Cette terminologie, d’abord employée dans la recherche académique en sociologie, apparaît dans les années 1970, mais ce n’est qu’au cours des dernières années qu’elle a fait son entrée dans le langage courant – bien que parfois encore décriée en France, généralement faussement associée à la novlangue responsable de la destruction de la langue française. Quoiqu’il en soit, l’objectif est d’éviter de recourir au terme de race, en raison de son absence de fondement scientifique, et d’utiliser un vocabulaire retranscrivant les mécanismes sociaux à l’origine de la différenciation entre les groupes. Toutefois, a longtemps été reproché à ce cadre d’analyse son inscription dans le paradigme opposant de manière binaire les personnes blanches et les personnes noires. Aujourd’hui, l’adjectif s’utilise pour parler de l’ensemble des personnes non-blanches.

Dans le contexte francophone, c’est à Colette Guillaumin que l’on doit l’emploi de cette terminologie. Dans son livre L’idéologie raciste : Genèse et langage actuel, publié en 1972, elle identifie, d’une part, le processus de racisation, d’autre part, l’individu racisé et l’individu racisant. En somme, les dominants sont les racisants, et attribuent, par le processus de racisation, des caractéristiques aux groupes racisés, caractéristiques absolument nécessaires pour permettre leur reconnaissance comme tels par ceux qui les ont définis. Ainsi, elle écrit que « la signifiance de la notion de race pour ceux qui sont racisés n’apparaît qu’à la lumière du système de signification propre aux dominants » ; autrement dit, il n’existe de racisé·es que parce qu’il existe des racisant·es – qui sont autant les individus eux-mêmes que les institutions ou les médias par exemple.

Dans le contexte anglophone américain, le processus de racialisation est associé à Michael Omi et Howard Winant, dans leur ouvrage Racial Formation in the United States : From the 1960s to the 1990s. Les auteurs le définissent comme l’attribution d’une dimension raciale à une relation, une pratique sociale, ou un groupe auparavant non catégorisé d’un point de vue racial. Ce processus alimente la différenciation et produit la signification raciale des comportements et phénomènes sociaux. Il est important de noter que l’un des piliers de la racialisation n’est autre que la perception de menace du groupe dominant, ayant trois principales conséquences : la stigmatisation, la discrimination et l’exclusion, la persécution. En parallèle, existe un processus de déracialisation, d’abord conceptuellement créé pour analyser la tendance des politicien·nes américain·es noir·es à évincer de leurs discours les enjeux raciaux, avant d’être utilisé pour référer aux personnes auparavant définies par leur appartenance raciale et dorénavant traitées comme les personnes blanches – apparaît ainsi la notion de déracialisant, dont l’une des formes renvoie aux personnes ayant tendance à déracialiser les membres de leur entourage tout en continuant de racialiser les inconnu·es. D’aucuns voudraient toutefois que le concept de déracialisation renvoie à une construction utopique où disparaitrait l’appartenance raciale (et tout ce qui s’y rattache).

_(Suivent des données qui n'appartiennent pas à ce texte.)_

//! slack-digest - summarize a Slack channel's recent activity or a single thread with ChatGPT.
//!
//! The crate is organised around one pipeline: collect messages from Slack,
//! turn them into a prompt, ask the completion model for a digest, and hand
//! the result to a presentation host.
//!
//! # Architecture
//!
//! - [`slack`] reads channels, history and threads through slack-morphism
//! - [`ai`] builds prompts and calls the chat completions endpoint
//! - [`features`] composes the two into channel and thread summaries
//! - [`lifecycle`] tracks the loading/success/failure cycle of a request and
//!   caches the channel list
//! - [`commands`] and [`views`] make up the terminal front end
//!
//! # Example
//!
//! ```no_run
//! use slack_digest::ai::LlmClient;
//! use slack_digest::core::config::AppConfig;
//! use slack_digest::features::Summarizer;
//! use slack_digest::slack::SlackClient;
//!
//! #[tokio::main(flavor = "current_thread")]
//! async fn main() -> Result<(), Box<dyn std::error::Error>> {
//!     slack_digest::setup_logging();
//!
//!     let config = AppConfig::load(None)?;
//!     let summarizer = Summarizer::new(
//!         SlackClient::new(config.slack_token.clone()),
//!         LlmClient::from_config(&config)?,
//!     );
//!
//!     let digest = summarizer.summarize_channel("general", Some(7), None).await?;
//!     println!("{digest}");
//!     Ok(())
//! }
//! ```

pub mod ai;
pub mod commands;
pub mod core;
pub mod errors;
pub mod features;
pub mod lifecycle;
pub mod slack;
pub mod utils;
pub mod views;

pub use ai::estimate_tokens;
pub use errors::{DigestError, ErrorKind};

/// Install a stderr `tracing` subscriber filtered by `SLACK_DIGEST_LOG` (default `warn`).
///
/// Safe to call more than once; later calls leave the first subscriber in place.
///
/// # Example
///
/// ```
/// slack_digest::setup_logging();
/// ```
pub fn setup_logging() {
    use tracing_subscriber::EnvFilter;
    use tracing_subscriber::prelude::*;

    let filter = EnvFilter::try_from_env("SLACK_DIGEST_LOG").unwrap_or_else(|_| EnvFilter::new("warn"));
    let fmt_layer = tracing_subscriber::fmt::layer()
        .with_writer(std::io::stderr)
        .with_target(true);

    let _ = tracing_subscriber::registry()
        .with(filter)
        .with(fmt_layer)
        .try_init();
}
use sea_orm_migration::prelude::*;

#[derive(DeriveMigrationName)]
pub struct Migration;

// Plain (non-unique) indexes: duplicate detection stays in the service layer.
#[async_trait::async_trait]
impl MigrationTrait for Migration {
    async fn up(&self, manager: &SchemaManager) -> Result<(), DbErr> {
        manager
            .create_index(
                Index::create()
                    .if_not_exists()
                    .name("idx_users_user_name")
                    .table(Users::Table)
                    .col(Users::UserName)
                    .to_owned(),
            )
            .await?;

        manager
            .create_index(
                Index::create()
                    .if_not_exists()
                    .name("idx_users_email")
                    .table(Users::Table)
                    .col(Users::Email)
                    .to_owned(),
            )
            .await
    }

    async fn down(&self, manager: &SchemaManager) -> Result<(), DbErr> {
        manager
            .drop_index(
                Index::drop()
                    .name("idx_users_email")
                    .table(Users::Table)
                    .to_owned(),
            )
            .await?;

        manager
            .drop_index(
                Index::drop()
                    .name("idx_users_user_name")
                    .table(Users::Table)
                    .to_owned(),
            )
            .await
    }
}

#[derive(DeriveIden)]
enum Users {
    Table,
    UserName,
    Email,
}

Albert Memmi. « Racisme ». Encyclopædia Universalis. En ligne.

Bianca Gonzalez-Sobrino et Devon R. Goss. 2018. « Exploring the mechanisms of racialization beyond the black–white binary ». Ethnic and Racial Studies.

Colette Guillaumin. 1972. L’idéologie raciste. Genèse et langage actuel. Nice : Institut d’études et de recherches interethniques et interculturelles.

Colette Guillaumin. 1992. « Une société en ordre. De quelques-unes des formes de l’idéologie raciste ». Sociologie et sociétés, 24 (n°2) : 13–23.

Herbert J. Gans. 2016. Racialization and racialization research. Ethnic and Racial Studies.

Michael Omi et Howard Winant. 1986. Racial Formation in the United States: From the 1960s to the 1990s. New York : Routledge.